## GOAL OF THE EXERCISE
Count how many lines in this material contain "used". The answer is that number alone.

## DATA
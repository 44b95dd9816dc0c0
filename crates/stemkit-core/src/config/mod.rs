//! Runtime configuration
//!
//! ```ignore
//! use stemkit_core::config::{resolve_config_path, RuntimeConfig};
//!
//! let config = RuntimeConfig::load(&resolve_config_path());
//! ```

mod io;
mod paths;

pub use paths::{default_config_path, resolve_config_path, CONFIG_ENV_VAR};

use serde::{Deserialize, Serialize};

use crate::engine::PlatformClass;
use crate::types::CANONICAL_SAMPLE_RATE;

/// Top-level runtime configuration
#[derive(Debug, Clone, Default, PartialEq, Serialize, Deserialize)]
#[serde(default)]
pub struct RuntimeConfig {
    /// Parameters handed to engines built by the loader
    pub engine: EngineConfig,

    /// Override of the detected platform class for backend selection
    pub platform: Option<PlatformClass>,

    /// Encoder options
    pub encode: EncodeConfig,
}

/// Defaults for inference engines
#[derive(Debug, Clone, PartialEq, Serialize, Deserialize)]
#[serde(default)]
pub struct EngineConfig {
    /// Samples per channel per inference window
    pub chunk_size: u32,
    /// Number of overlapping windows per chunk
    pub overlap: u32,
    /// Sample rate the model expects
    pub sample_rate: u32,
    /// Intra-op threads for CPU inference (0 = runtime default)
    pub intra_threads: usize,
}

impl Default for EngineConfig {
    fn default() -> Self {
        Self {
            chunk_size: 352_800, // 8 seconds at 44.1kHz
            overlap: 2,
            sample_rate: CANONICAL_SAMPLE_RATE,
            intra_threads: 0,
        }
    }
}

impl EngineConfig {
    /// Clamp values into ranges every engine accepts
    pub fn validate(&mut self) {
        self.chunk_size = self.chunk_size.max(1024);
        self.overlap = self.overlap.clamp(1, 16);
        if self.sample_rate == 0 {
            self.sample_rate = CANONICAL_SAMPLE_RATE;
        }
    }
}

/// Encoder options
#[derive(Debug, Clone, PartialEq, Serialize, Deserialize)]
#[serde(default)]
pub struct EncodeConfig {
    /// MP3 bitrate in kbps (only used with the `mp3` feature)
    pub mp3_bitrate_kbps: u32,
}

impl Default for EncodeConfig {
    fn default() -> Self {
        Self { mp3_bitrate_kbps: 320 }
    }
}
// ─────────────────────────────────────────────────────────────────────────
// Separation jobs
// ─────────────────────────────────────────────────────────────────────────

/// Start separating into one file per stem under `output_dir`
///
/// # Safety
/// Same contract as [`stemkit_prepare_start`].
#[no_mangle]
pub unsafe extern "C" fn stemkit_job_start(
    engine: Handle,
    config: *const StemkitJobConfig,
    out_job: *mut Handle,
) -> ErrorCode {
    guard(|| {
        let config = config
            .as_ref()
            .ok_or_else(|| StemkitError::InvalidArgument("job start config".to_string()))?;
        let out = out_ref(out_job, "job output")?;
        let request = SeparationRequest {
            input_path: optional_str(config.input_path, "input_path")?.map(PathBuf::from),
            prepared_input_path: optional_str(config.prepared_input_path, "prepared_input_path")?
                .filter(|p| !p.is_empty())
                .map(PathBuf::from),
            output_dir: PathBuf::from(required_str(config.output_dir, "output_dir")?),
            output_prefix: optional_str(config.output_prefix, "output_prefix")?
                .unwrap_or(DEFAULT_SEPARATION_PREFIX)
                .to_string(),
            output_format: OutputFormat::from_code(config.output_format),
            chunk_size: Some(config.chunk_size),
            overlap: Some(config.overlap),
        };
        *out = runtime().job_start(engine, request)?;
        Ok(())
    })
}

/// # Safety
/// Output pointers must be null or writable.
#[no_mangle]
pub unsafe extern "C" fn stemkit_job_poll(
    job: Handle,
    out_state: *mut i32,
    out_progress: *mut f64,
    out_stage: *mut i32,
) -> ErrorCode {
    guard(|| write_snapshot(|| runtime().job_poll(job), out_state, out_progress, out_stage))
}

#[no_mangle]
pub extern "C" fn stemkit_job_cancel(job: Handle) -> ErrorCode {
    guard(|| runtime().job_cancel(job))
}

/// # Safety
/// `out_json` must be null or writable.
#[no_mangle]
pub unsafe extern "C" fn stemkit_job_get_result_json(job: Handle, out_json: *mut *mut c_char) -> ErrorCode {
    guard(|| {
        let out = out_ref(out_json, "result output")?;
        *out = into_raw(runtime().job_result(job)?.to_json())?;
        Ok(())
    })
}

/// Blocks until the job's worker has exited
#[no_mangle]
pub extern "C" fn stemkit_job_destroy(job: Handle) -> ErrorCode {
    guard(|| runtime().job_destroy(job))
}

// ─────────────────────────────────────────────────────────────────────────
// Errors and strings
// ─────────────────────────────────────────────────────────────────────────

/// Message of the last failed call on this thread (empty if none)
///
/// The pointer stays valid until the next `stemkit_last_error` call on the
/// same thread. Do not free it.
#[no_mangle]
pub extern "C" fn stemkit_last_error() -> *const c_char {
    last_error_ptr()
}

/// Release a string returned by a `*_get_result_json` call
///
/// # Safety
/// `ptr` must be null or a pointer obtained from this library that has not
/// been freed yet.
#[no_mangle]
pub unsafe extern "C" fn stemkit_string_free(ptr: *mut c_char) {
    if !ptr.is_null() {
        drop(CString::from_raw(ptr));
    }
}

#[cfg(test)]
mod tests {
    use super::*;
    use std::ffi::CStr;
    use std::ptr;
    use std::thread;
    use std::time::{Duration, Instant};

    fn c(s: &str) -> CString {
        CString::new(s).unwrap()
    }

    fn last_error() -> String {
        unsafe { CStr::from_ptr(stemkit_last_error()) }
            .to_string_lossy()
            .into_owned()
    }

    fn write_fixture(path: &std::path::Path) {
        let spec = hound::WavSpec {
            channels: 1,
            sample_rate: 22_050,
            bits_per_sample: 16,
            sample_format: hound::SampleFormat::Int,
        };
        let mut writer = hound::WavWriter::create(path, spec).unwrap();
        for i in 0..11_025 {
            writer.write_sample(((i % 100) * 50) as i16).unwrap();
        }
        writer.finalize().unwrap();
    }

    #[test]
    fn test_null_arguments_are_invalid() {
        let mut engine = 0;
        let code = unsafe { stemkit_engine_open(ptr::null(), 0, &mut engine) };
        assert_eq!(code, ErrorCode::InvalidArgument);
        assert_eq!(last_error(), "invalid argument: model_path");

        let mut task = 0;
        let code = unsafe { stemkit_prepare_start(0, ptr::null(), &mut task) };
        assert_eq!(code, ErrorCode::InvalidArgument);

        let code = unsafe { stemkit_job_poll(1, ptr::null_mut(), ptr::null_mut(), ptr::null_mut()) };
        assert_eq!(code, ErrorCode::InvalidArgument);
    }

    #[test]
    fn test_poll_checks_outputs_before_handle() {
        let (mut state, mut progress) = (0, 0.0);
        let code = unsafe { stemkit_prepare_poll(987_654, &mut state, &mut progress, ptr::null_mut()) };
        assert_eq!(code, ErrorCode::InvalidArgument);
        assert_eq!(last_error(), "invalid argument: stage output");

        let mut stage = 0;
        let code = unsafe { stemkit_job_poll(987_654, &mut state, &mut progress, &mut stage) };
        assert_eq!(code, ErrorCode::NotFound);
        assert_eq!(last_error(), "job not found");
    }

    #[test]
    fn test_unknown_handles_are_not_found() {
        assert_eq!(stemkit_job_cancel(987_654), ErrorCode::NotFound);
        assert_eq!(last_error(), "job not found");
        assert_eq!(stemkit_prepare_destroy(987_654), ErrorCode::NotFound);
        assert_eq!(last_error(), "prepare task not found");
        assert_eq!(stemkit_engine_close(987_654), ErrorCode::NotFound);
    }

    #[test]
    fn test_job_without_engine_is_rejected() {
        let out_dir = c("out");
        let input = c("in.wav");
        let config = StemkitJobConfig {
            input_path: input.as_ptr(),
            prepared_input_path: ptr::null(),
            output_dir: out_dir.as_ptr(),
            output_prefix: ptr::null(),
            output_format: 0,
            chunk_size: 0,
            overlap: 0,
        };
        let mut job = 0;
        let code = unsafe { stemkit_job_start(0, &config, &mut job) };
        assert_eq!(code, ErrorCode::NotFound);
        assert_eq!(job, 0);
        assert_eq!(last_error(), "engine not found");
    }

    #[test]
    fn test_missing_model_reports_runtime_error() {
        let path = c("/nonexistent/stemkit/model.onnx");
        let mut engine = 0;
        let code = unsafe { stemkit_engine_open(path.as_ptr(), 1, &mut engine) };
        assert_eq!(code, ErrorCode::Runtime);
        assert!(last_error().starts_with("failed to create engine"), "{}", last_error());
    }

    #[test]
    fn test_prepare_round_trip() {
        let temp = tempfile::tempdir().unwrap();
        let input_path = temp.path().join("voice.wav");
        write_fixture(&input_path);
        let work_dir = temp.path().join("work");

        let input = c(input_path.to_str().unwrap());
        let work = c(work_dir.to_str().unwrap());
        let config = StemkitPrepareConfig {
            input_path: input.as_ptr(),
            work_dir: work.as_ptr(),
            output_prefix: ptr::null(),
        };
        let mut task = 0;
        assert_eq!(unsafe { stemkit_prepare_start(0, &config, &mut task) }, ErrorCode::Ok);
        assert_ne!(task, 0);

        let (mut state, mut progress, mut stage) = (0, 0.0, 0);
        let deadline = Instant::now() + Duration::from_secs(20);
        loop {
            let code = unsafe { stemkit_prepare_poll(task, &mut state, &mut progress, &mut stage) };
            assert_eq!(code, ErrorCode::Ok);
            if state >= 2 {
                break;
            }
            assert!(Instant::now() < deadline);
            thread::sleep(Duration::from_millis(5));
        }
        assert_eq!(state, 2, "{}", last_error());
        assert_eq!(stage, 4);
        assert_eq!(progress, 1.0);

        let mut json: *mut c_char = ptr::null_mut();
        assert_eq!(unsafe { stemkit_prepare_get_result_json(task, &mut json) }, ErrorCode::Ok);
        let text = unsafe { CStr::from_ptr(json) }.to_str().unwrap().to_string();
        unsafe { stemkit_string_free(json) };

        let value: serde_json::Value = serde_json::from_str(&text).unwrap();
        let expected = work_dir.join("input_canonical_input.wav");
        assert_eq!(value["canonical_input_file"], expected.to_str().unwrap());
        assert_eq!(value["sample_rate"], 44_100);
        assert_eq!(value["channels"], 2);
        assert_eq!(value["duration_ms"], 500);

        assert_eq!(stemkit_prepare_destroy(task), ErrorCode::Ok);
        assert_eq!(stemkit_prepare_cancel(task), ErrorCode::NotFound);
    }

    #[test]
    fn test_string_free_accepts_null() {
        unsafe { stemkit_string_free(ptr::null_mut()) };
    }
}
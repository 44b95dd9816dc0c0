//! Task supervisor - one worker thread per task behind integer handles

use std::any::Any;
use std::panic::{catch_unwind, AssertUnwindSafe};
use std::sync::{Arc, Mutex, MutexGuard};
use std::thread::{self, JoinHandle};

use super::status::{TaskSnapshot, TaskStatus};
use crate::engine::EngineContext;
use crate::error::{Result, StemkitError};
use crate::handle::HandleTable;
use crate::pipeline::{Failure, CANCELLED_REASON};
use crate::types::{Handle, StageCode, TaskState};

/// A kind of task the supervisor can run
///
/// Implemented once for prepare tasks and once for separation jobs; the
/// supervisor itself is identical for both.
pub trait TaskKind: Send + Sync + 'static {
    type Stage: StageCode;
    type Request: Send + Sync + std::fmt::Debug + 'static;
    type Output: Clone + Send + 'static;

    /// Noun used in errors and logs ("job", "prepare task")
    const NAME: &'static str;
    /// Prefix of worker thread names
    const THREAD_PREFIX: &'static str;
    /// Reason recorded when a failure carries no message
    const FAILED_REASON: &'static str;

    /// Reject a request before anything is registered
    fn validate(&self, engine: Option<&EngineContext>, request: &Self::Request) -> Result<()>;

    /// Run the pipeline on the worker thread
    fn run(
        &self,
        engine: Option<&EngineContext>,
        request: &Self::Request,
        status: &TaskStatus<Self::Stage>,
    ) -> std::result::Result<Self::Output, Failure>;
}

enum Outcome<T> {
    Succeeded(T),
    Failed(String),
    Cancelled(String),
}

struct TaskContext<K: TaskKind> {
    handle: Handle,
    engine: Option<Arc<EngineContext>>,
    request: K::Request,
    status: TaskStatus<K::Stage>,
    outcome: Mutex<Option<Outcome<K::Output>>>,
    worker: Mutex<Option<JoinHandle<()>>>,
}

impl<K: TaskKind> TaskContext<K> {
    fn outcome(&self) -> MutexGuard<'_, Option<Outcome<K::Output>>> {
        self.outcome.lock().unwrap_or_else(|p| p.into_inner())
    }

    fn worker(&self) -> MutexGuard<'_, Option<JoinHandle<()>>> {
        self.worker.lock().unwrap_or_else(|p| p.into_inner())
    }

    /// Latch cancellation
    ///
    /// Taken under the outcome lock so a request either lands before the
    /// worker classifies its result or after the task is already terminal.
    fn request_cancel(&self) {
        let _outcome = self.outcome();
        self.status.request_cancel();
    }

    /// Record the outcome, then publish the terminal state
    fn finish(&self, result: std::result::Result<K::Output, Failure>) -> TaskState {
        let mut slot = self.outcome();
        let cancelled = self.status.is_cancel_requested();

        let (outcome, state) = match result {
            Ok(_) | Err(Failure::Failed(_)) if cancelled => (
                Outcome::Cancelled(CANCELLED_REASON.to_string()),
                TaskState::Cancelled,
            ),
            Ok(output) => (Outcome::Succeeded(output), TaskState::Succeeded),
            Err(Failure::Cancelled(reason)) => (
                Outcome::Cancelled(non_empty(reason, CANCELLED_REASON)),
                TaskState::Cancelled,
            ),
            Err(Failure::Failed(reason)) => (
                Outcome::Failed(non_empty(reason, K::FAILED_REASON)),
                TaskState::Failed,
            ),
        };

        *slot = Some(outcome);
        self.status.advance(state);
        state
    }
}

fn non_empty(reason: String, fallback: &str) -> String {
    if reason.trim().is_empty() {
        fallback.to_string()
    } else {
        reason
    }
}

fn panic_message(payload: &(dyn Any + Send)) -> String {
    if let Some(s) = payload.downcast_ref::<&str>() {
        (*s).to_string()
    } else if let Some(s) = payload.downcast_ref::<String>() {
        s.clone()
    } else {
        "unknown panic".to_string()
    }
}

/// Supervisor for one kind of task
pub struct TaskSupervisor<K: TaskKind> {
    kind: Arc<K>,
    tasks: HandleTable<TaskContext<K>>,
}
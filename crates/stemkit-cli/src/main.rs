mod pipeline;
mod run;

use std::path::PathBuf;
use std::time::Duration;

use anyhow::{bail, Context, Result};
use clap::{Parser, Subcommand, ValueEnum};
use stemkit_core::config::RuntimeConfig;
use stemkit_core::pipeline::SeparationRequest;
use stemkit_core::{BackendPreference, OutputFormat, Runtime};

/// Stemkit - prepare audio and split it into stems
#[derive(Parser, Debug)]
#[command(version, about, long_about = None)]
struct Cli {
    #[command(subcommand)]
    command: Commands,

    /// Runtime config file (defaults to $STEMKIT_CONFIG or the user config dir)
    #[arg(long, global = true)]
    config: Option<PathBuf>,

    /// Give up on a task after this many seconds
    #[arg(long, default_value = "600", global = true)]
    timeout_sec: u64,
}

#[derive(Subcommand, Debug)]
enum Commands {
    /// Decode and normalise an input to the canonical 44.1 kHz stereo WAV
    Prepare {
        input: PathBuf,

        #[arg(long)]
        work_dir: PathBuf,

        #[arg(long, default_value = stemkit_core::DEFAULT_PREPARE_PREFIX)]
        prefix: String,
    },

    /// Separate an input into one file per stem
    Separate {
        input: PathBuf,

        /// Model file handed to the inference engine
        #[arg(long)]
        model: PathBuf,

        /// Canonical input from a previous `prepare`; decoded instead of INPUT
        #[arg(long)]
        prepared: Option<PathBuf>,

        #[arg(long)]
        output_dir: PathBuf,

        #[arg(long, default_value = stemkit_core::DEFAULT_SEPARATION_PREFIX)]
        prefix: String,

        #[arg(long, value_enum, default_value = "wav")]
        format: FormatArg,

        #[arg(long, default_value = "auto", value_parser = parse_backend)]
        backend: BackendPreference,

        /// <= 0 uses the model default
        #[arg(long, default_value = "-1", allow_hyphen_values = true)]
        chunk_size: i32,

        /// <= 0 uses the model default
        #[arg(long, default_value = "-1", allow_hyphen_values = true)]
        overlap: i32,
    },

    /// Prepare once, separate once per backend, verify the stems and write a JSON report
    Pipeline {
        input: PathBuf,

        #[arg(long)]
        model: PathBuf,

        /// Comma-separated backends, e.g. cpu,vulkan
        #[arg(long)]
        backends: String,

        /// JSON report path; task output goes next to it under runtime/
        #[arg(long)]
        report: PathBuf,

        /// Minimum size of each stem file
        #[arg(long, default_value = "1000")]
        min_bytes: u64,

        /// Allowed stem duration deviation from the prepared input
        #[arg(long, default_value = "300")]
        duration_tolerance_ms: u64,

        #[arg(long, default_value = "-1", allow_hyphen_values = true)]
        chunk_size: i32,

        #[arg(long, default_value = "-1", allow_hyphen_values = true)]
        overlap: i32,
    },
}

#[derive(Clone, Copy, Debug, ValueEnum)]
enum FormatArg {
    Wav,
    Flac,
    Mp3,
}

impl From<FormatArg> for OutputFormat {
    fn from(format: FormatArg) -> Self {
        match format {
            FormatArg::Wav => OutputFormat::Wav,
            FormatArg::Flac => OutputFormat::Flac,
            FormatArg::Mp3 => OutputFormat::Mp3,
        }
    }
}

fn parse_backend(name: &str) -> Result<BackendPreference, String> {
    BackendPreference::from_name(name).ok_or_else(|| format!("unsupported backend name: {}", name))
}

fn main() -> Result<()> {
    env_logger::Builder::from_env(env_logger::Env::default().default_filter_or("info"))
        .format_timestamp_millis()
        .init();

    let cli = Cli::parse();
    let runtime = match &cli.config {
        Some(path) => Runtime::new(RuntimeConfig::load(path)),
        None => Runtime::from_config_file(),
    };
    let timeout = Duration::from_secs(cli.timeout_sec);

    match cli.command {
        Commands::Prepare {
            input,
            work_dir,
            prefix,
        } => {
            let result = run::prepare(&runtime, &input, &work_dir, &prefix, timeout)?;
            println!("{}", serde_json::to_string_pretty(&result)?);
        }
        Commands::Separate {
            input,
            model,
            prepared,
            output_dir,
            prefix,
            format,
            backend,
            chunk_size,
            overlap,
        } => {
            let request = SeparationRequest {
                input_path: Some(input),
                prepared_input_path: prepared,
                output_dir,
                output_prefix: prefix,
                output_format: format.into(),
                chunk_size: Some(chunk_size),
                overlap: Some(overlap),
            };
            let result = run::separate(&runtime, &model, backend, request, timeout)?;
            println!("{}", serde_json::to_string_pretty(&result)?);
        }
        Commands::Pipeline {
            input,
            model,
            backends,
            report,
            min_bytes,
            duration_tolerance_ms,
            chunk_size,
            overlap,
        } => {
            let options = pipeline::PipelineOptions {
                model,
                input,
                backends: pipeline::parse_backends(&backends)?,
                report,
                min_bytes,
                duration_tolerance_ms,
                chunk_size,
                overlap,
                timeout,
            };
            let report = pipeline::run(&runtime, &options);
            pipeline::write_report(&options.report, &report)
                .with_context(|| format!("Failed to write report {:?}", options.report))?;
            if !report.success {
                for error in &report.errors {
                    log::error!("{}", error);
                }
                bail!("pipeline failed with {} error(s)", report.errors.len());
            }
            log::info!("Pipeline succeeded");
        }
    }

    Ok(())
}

## ANSWER
2